**WORK ORDER:**
Of the entries below, return only those lines from the line with "one framed message." to the line with "message reproduces the", exactly, both included.

══ INFORMATION SHOWN ══

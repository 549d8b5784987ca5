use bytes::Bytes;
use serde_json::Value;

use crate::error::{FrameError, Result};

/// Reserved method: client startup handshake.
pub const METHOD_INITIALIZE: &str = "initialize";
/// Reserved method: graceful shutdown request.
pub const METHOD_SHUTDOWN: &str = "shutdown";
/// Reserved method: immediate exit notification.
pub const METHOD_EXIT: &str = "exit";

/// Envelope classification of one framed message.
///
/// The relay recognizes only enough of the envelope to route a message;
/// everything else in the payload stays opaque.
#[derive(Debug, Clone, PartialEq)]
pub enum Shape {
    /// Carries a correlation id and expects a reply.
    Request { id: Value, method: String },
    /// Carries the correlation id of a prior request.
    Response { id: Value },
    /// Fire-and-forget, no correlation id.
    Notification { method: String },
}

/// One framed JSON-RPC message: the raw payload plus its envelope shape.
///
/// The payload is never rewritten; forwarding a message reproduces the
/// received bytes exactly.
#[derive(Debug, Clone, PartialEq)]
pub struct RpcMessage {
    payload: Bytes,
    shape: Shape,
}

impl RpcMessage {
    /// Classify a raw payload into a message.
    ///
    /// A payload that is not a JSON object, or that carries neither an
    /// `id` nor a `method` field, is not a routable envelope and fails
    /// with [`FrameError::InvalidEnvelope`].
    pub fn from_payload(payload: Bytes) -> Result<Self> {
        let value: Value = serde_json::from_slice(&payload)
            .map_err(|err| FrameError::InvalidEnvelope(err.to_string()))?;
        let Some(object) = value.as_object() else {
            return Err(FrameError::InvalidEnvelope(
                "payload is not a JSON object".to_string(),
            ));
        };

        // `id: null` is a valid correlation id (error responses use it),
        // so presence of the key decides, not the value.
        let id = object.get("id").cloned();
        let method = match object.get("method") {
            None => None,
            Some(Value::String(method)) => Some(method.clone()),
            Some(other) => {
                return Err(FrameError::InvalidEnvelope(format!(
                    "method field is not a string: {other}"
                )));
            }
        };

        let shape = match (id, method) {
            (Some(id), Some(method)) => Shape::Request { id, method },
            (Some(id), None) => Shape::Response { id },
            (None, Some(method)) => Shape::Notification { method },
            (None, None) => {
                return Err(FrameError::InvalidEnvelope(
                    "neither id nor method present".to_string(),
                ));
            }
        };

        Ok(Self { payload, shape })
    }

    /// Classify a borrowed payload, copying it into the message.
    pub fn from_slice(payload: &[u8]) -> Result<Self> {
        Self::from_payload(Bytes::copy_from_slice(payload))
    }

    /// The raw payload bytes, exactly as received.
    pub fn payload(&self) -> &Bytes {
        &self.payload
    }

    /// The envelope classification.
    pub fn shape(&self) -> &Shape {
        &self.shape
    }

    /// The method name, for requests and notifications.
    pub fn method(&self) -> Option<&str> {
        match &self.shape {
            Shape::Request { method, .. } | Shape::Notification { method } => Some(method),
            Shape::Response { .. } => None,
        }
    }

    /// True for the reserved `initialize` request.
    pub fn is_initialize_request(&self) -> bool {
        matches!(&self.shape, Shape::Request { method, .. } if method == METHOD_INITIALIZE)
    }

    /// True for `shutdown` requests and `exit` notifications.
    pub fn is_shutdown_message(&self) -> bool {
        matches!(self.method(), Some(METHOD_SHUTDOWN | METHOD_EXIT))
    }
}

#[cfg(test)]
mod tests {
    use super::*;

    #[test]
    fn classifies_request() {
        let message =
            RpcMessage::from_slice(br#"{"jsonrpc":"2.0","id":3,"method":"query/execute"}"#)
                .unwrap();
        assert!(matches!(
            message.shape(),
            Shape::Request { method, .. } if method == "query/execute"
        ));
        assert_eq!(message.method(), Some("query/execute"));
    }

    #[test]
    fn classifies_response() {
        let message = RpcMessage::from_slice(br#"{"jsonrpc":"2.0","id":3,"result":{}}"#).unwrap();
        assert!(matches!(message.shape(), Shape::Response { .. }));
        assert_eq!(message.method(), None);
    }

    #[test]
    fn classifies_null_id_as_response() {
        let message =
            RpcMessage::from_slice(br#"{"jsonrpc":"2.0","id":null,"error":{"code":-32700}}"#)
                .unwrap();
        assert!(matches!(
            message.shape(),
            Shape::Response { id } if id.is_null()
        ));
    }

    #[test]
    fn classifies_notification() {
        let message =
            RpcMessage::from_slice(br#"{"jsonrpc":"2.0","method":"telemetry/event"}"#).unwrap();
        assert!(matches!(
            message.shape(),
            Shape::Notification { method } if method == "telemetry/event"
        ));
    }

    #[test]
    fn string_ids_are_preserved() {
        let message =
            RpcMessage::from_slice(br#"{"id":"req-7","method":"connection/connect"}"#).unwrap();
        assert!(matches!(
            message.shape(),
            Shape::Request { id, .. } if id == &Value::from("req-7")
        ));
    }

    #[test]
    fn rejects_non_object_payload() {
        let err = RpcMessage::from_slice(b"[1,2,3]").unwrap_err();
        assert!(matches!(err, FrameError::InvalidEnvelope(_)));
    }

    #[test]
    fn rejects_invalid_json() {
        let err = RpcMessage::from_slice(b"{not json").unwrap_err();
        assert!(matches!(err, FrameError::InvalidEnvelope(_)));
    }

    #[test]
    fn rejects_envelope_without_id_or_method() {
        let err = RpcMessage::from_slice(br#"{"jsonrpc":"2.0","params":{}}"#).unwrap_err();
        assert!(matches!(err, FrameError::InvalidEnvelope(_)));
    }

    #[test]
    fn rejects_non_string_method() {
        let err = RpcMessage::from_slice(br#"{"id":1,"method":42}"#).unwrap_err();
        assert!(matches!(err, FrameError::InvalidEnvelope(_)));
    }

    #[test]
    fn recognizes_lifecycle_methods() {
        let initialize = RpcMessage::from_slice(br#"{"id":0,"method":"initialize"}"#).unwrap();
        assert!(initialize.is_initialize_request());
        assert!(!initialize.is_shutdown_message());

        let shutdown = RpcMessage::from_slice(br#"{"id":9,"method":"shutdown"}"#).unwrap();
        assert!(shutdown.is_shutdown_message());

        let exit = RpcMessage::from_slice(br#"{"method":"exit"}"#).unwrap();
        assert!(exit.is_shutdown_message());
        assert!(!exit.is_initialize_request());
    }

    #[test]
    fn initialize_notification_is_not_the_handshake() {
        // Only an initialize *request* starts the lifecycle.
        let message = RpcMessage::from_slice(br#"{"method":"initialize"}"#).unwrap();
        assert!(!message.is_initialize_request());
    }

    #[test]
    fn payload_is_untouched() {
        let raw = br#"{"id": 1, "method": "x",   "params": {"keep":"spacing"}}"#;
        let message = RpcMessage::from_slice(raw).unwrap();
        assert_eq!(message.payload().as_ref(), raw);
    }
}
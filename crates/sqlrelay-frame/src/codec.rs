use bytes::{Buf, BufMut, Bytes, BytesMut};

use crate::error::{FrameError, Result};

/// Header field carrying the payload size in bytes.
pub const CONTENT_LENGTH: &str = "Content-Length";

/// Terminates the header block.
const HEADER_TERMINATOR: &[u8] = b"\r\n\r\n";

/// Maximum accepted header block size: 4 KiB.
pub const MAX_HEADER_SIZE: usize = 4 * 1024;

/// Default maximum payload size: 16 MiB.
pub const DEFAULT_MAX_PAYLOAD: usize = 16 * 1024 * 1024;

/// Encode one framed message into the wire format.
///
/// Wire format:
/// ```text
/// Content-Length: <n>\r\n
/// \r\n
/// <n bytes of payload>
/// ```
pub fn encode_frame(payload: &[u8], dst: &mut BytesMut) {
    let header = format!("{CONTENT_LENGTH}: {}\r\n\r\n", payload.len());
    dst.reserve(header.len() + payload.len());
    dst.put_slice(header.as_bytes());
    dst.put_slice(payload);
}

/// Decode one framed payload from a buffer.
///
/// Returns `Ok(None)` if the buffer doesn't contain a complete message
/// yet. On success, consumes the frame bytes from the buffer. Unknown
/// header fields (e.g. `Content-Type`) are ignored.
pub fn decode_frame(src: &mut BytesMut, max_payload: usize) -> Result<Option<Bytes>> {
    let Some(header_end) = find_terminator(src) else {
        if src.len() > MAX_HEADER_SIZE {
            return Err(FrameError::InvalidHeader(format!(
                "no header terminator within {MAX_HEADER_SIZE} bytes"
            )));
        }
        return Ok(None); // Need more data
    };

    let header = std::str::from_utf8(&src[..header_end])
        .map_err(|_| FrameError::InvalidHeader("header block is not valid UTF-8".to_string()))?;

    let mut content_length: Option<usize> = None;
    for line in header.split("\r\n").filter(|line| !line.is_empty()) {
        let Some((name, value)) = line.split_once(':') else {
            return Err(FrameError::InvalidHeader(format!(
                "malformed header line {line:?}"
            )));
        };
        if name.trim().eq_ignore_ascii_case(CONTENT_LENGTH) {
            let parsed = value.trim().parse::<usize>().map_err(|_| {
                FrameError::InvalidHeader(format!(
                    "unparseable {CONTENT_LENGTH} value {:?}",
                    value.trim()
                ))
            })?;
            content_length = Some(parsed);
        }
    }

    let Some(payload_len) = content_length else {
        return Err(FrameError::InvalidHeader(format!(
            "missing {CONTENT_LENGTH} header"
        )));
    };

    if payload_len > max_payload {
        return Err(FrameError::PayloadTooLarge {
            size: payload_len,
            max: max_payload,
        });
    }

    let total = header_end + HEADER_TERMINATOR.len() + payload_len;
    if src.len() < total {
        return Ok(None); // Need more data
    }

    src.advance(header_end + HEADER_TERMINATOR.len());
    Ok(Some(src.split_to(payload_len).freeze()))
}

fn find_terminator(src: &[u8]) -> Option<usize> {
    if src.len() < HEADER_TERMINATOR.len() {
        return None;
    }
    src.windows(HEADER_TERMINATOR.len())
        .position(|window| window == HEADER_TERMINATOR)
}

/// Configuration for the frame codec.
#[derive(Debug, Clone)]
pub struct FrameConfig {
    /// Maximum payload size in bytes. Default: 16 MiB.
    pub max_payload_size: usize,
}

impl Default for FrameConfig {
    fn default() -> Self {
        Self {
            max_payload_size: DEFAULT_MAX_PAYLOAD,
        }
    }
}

═══

**RESPONSE TO THE TASK:**
/// Envelope classification of one framed message.
///
/// The relay recognizes only enough of the envelope to route a message;
/// everything else in the payload stays opaque.
#[derive(Debug, Clone, PartialEq)]
pub enum Shape {
    /// Carries a correlation id and expects a reply.
    Request { id: Value, method: String },
    /// Carries the correlation id of a prior request.
    Response { id: Value },
    /// Fire-and-forget, no correlation id.
    Notification { method: String },
}

/// One framed JSON-RPC message: the raw payload plus its envelope shape.
///
/// The payload is never rewritten; forwarding a message reproduces the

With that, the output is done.